Ausgerechnet diesem Kardinal Hummes erwies Papst Franziskus den maximalen Beweis seiner Wertschätzung. Er holte ihn unmittelbar nach seiner Wahl zu sich auf den Balkon des Petersdoms, als er sich zum ersten Mal der Menge zeigte. Für viele im Vatikan bedeutete das einen gewaltigen Schock. Der neue Papst war offensichtlich eng befreundet mit dem Mann, den sie einst gedemütigt und fertiggemacht hatten. Auf Dankbarkeit oder Wohlwollen des neuen Papstes konnten sie jetzt nicht hoffen. Sie mussten damit rechnen, dass Franziskus sie angesichts ihrer Attacken auf Cláudio Hummes für ungeeignet halten würde, was sie und ihre Seilschaften den Job im Vatikan kosten konnte. Aber natürlich nur dann, wenn der Papst lange genug regierte, um die gesamte Kirchenregierung umbauen zu können, und er nicht wegen irgendeiner Intrige zurücktreten musste.

Es gab also mindestens zwei Gruppen, die ein starkes Interesse daran hatten, dass der Papst so rasch wie möglich sein Amt aufgab. Wer die übrigen Feinde von Papst Franziskus sein könnten, ließ sich nicht so einfach ausmachen. Jorge Mario Bergoglio passt in keine Schublade.

Er hatte sich als Hochschullehrer geweigert, die Theologie der Befreiung zu lehren, was in der Logik der Kirche als »rechts« galt. Gleichzeitig hatte er sich aber immer für die Ärmsten der Armen engagiert und Priester angewiesen, in Garagen bei den Armen die Messe zu lesen, was innerhalb der Kirche wiederum als äußerst »links« galt. Was war er denn nun? Im rechten Spektrum hatte Bergoglio durchaus Anhänger, die es ihm hoch anrechneten, dass er wegen seiner antikommunistischen Haltung von den linken Ideologen in seinem Orden hart abgestraft worden war. Aber auch im linken Spektrum hatte er seine Gefolgschaft, die sein persönliches Engagement in den Slums Argentiniens bewunderte.

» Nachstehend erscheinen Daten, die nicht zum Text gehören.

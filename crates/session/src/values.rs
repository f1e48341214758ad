//! Session value helpers.

use crate::fatal::{ErrorAction, FatalError};
use crate::{KeyValueStore, Result};
use serde::Deserialize;

#[derive(Debug, Clone, Default, Deserialize)]
#[serde(default)]
pub struct SessionConfig {
    /// Record a fatal error whenever a described lookup misses.
    pub fatal_on_missing: bool,
}

/// A key-value store plus the lookup conventions pages rely on.
///
/// Empty text counts as missing for lookups. `Session` also implements
/// `KeyValueStore`, passing raw calls straight through, so it can back a
/// report cache directly.
pub struct Session<S> {
    store: S,
    config: SessionConfig,
}

impl<S: KeyValueStore> Session<S> {
    pub fn new(store: S) -> Self {
        Self::with_config(store, SessionConfig::default())
    }

    pub fn with_config(store: S, config: SessionConfig) -> Self {
        Self { store, config }
    }

    pub fn config(&self) -> &SessionConfig {
        &self.config
    }

    pub fn store(&self) -> &S {
        &self.store
    }

    pub fn into_inner(self) -> S {
        self.store
    }

    /// Value at `key`, or `None` if absent or empty.
    pub fn get_value(&self, key: &str) -> Result<Option<String>> {
        self.get_described(key, key)
    }

    /// Like `get_value`, with a human-readable name for the key used when
    /// reporting a miss.
    pub fn get_described(&self, key: &str, what_is_it: &str) -> Result<Option<String>> {
        match self.store.get(key)? {
            Some(value) if !value.is_empty() => Ok(Some(value)),
            _ => {
                tracing::debug!("No session value for {}", what_is_it);
                if self.config.fatal_on_missing {
                    FatalError::new(
                        format!(
                            "Cannot find critical session key: {what_is_it} in your session. Aborting operation."
                        ),
                        0,
                        ErrorAction::GotoMain,
                    )
                    .record(&self.store)?;
                }
                Ok(None)
            }
        }
    }

    pub fn set_value(&self, key: &str, value: &str) -> Result<()> {
        self.store.set(key, value)
    }

    pub fn clear_value(&self, key: &str) -> Result<()> {
        self.store.remove(key)
    }

    pub fn clear_all(&self) -> Result<()> {
        self.store.clear()
    }
}

impl<S: KeyValueStore> KeyValueStore for Session<S> {
    fn get(&self, key: &str) -> Result<Option<String>> {
        self.store.get(key)
    }

    fn set(&self, key: &str, value: &str) -> Result<()> {
        self.store.set(key, value)
    }

    fn remove(&self, key: &str) -> Result<()> {
        self.store.remove(key)
    }

    fn clear(&self) -> Result<()> {
        self.store.clear()
    }
}
//! Outbound SMS through the Aakash SMS HTTP API.

use async_trait::async_trait;
use reqwest::{Client, Url};
use serde_json::Value;
use std::time::Duration;
use tracing::{info, warn};

use crate::auth::mask_phone;
use crate::config::AppConfig;
use crate::error::{Error, Result};

#[async_trait]
pub trait SmsGateway: Send + Sync {
    /// Send `text` to a ten-digit Nepali mobile number.
    async fn send(&self, to: &str, text: &str) -> Result<()>;
}

pub struct AakashSms {
    client: Client,
    url: String,
    auth_token: String,
}

impl AakashSms {
    pub fn new(url: &str, auth_token: &str, timeout: Duration) -> Result<Self> {
        let client = Client::builder()
            .timeout(timeout)
            .build()
            .map_err(|e| Error::State(format!("http client: {e}")))?;
        Ok(Self {
            client,
            url: url.to_string(),
            auth_token: auth_token.to_string(),
        })
    }

    /// `None` when no SMS token is configured.
    pub fn from_config(config: &AppConfig) -> Result<Option<Self>> {
        match config.sms_auth_token.as_deref() {
            Some(token) => Ok(Some(Self::new(&config.sms_url, token, config.sms_timeout)?)),
            None => Ok(None),
        }
    }

    fn request_url(&self, to: &str, text: &str) -> Result<Url> {
        Url::parse_with_params(
            &self.url,
            &[
                ("auth_token", self.auth_token.as_str()),
                ("to", to),
                ("text", text),
            ],
        )
        .map_err(|e| Error::validation(format!("invalid SMS gateway URL: {e}")))
    }
}

/// Interpret an Aakash response body. The gateway answers 200 with
/// `"error": true` for rejected requests, and lists bad numbers under
/// `data.invalid`.
fn check_response(status: u16, body: &str) -> Result<()> {
    let parsed: Value = serde_json::from_str(body).unwrap_or(Value::Null);
    let message = parsed
        .get("message")
        .and_then(Value::as_str)
        .unwrap_or(body)
        .to_string();

    if status == 401 || status == 403 {
        return Err(Error::Auth(format!("SMS gateway: {message}")));
    }
    if !(200..300).contains(&status) {
        return Err(Error::Remote { status, message });
    }
    if parsed.get("error").and_then(Value::as_bool).unwrap_or(false) {
        return Err(Error::Remote { status, message });
    }
    let invalid = parsed
        .pointer("/data/invalid")
        .and_then(Value::as_array)
        .map(|a| !a.is_empty())
        .unwrap_or(false);
    if invalid {
        return Err(Error::validation("SMS gateway rejected the phone number"));
    }
    Ok(())
}

#[async_trait]
impl SmsGateway for AakashSms {
    async fn send(&self, to: &str, text: &str) -> Result<()> {
        let url = self.request_url(to, text)?;
        let resp = self.client.get(url).send().await?;
        let status = resp.status().as_u16();
        let body = resp.text().await.unwrap_or_default();
        match check_response(status, &body) {
            Ok(()) => {
                info!(to = %mask_phone(to), "sms queued");
                Ok(())
            }
            Err(e) => {
                warn!(to = %mask_phone(to), status, error = %e, "sms send failed");
                Err(e)
            }
        }
    }
}
pub fn update_entry(
    db: &DbState,
    user_id: &str,
    id: &str,
    update: EntryUpdate,
) -> Result<TransactionEntry> {
    let mut conn = db.conn.lock()?;
    let tx = conn.transaction()?;
    let mut entry = load_entry(&tx, user_id, id)?;

    if let Some(amount) = update.amount {
        entry.amount = validate_amount(amount)?;
    }
    if let Some(kind) = update.transaction_type {
        entry.transaction_type = kind;
    }
    if let Some(description) = update.description.as_deref() {
        entry.description = validate_description(description)?;
    }
    if let Some(date) = update.transaction_date {
        entry.transaction_date = date;
    }

    tx.execute(
        "UPDATE transaction_entries
         SET amount = ?1, transaction_type = ?2, description = ?3, transaction_date = ?4,
             updated_at = ?5
         WHERE id = ?6",
        params![
            entry.amount,
            entry.transaction_type.as_str(),
            entry.description,
            entry.transaction_date.to_string(),
            now_rfc3339(),
            entry.id
        ],
    )?;
    rebalance_and_queue(&tx, user_id, &entry.customer_id, Some(id))?;
    let entry = load_entry(&tx, user_id, id)?;
    sync::enqueue(
        &tx,
        OperationKind::Update,
        EntityKind::TransactionEntry,
        id,
        &serde_json::to_value(&entry)?,
    )?;
    tx.commit()?;
    Ok(entry)
}

pub fn delete_entry(db: &DbState, user_id: &str, id: &str) -> Result<()> {
    let mut conn = db.conn.lock()?;
    let tx = conn.transaction()?;
    let entry = load_entry(&tx, user_id, id)?;

    tx.execute("DELETE FROM transaction_entries WHERE id = ?1", params![id])?;
    sync::enqueue(
        &tx,
        OperationKind::Delete,
        EntityKind::TransactionEntry,
        id,
        &serde_json::json!({}),
    )?;
    rebalance_and_queue(&tx, user_id, &entry.customer_id, None)?;
    tx.commit()?;

    info!(entry_id = %id, customer_id = %entry.customer_id, "ledger entry deleted");
    Ok(())
}

pub fn get_entry(db: &DbState, user_id: &str, id: &str) -> Result<TransactionEntry> {
    let conn = db.conn.lock()?;
    load_entry(&conn, user_id, id)
}

/// Entries in ledger order, narrowed by customer, BS date range and type.
pub fn list_entries(
    db: &DbState,
    user_id: &str,
    filter: &EntryFilter,
) -> Result<Vec<TransactionEntry>> {
    if let (Some(from), Some(to)) = (filter.from, filter.to) {
        if to < from {
            return Err(Error::validation(format!(
                "End date {to} is before start date {from}"
            )));
        }
    }
    let conn = db.conn.lock()?;
    let mut stmt = conn.prepare(&format!(
        "SELECT {ENTRY_COLUMNS} FROM transaction_entries
         WHERE user_id = ?1
           AND (?2 IS NULL OR customer_id = ?2)
           AND (?3 IS NULL OR transaction_date >= ?3)
           AND (?4 IS NULL OR transaction_date <= ?4)
           AND (?5 IS NULL OR transaction_type = ?5)
         ORDER BY transaction_date, created_at, rowid"
    ))?;
    let rows = stmt
        .query_map(
            params![
                user_id,
                filter.customer_id,
                filter.from.map(|d| d.to_string()),
                filter.to.map(|d| d.to_string()),
                filter.transaction_type.map(TransactionType::as_str),
            ],
            entry_from_row,
        )?
        .collect::<rusqlite::Result<Vec<_>>>()?;
    Ok(rows)
}

#[derive(Default)]
struct Totals {
    given: f64,
    received: f64,
    count: i64,
    last_date: Option<String>,
}

fn totals_by_customer(conn: &Connection, user_id: &str) -> Result<HashMap<String, Totals>> {
    let mut stmt = conn.prepare(
        "SELECT customer_id,
                COALESCE(SUM(CASE WHEN transaction_type = 'given' THEN amount END), 0),
                COALESCE(SUM(CASE WHEN transaction_type = 'received' THEN amount END), 0),
                COUNT(*),
                MAX(transaction_date)
         FROM transaction_entries
         WHERE user_id = ?1
         GROUP BY customer_id",
    )?;
    let rows = stmt.query_map(params![user_id], |row| {
        Ok((
            row.get::<_, String>(0)?,
            Totals {
                given: row.get(1)?,
                received: row.get(2)?,
                count: row.get(3)?,
                last_date: row.get(4)?,
            },
        ))
    })?;
    Ok(rows.collect::<rusqlite::Result<HashMap<_, _>>>()?)
}

fn balance_for(customer: &crate::models::Customer, totals: Option<&Totals>) -> CustomerBalance {
    let (given, received, count, last) = match totals {
        Some(t) => (t.given, t.received, t.count, t.last_date.as_deref()),
        None => (0.0, 0.0, 0, None),
    };
    CustomerBalance {
        customer_id: customer.id.clone(),
        customer_name: customer.name.clone(),
        customer_type: customer.customer_type,
        total_given: interest::round_money(given),
        total_received: interest::round_money(received),
        balance: interest::round_money(given - received),
        entry_count: count,
        last_transaction_date: last.and_then(|d| d.parse().ok()),
    }
}

/// `sum(given) - sum(received)` for one customer. Positive means the
/// customer owes us.
pub fn customer_balance(db: &DbState, user_id: &str, customer_id: &str) -> Result<CustomerBalance> {
    let conn = db.conn.lock()?;
    let customer = load_customer(&conn, user_id, customer_id)?;
    let totals = totals_by_customer(&conn, user_id)?;
    Ok(balance_for(&customer, totals.get(customer_id)))
}

/// Totals across every customer and supplier of the user.
pub fn ledger_summary(db: &DbState, user_id: &str) -> Result<LedgerSummary> {
    let conn = db.conn.lock()?;
    let totals = totals_by_customer(&conn, user_id)?;
    let customers = {
        let mut stmt = conn.prepare(
            "SELECT id, user_id, name, phone, customer_type, created_at, updated_at
             FROM customers WHERE user_id = ?1 ORDER BY name COLLATE NOCASE",
        )?;
        let rows = stmt
            .query_map(params![user_id], customer_from_row)?
            .collect::<rusqlite::Result<Vec<_>>>()?;
        rows
    };

    let mut summary = LedgerSummary {
        customer_count: customers.len(),
        ..Default::default()
    };
    for customer in &customers {
        let balance = balance_for(customer, totals.get(&customer.id));
        summary.total_given += balance.total_given;
        summary.total_received += balance.total_received;
        let (receive, give) = if balance.balance >= 0.0 {
            (balance.balance, 0.0)
        } else {
            (0.0, -balance.balance)
        };
        summary.to_receive += receive;
        summary.to_give += give;
        match customer.customer_type {
            CustomerType::Customer => {
                summary.customer_to_receive += receive;
                summary.customer_to_give += give;
            }
            CustomerType::Supplier => {
                summary.supplier_to_receive += receive;
                summary.supplier_to_give += give;
            }
        }
        summary.balances.push(balance);
    }

    for total in [
        &mut summary.total_given,
        &mut summary.total_received,
        &mut summary.to_receive,
        &mut summary.to_give,
        &mut summary.customer_to_receive,
        &mut summary.customer_to_give,
        &mut summary.supplier_to_receive,
        &mut summary.supplier_to_give,
    ] {
        *total = interest::round_money(*total);
    }
    Ok(summary)
}

/// Interest on a customer's outstanding balance, counted from the first
/// entry after the balance last stood at zero up to `as_of`.
pub fn interest_for_customer(
    db: &DbState,
    user_id: &str,
    customer_id: &str,
    rate: f64,
    rate_basis: RateBasis,
    method: InterestMethod,
    as_of: BsDate,
) -> Result<InterestBreakdown> {
    let ledger = {
        let conn = db.conn.lock()?;
        load_customer(&conn, user_id, customer_id)?;
        ledger_for(&conn, customer_id)?
    };

    let mut running = 0.0;
    let mut since: Option<BsDate> = None;
    for entry in &ledger {
        if entry.transaction_date > as_of {
            break;
        }
        running = interest::round_money(running + entry.transaction_type.signed(entry.amount));
        if running.abs() < BALANCE_EPSILON {
            since = None;
        } else if since.is_none() {
            since = Some(entry.transaction_date);
        }
    }

    let start = since.ok_or_else(|| Error::validation("Customer has no outstanding balance"))?;
    interest::calculate(&InterestRequest {
        principal: running.abs(),
        rate,
        rate_basis,
        start,
        end: as_of,
        method,
    })
}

Es gab nur sehr wenige klare Feinde des neuen Papstes. Zu ihnen gehörte vor allem die in Lateinamerika stark vertretene Personalprälatur Opus Dei, die Vorbehalte gegen Bergoglio hegte. Ich beschaffte mir einen Termin beim Sekretär eines der erbittertsten Gegner des neuen Papstes, der seit der Konferenz in Santo Domingo gegen ihn gewesen war und gleichzeitig auch Hummes attackiert hatte. Es gibt im Vatikan nur zwei Arten von Sekretären, die einem Kardinal oder einem Bischof dienen. Die einen schätzen ihren Chef und kommen gut mit ihm zurecht. Oft entsteht daraus eine enge Freundschaft, manchmal wegen des Altersunterschieds auch eine Art Vater-Sohn-Verhältnis. Die zweite Art von Sekretären verabscheut ihren Chef oder hasst ihn gar abgrundtief. In manchen kirchlichen Würdenträgern entsteht durch ihre Erhebung zum Bischof oder Kardinal ein Gefühl der Überlegenheit, was zu Überheblichkeit führen kann und das Zusammenleben und -arbeiten äußerst schwierig macht.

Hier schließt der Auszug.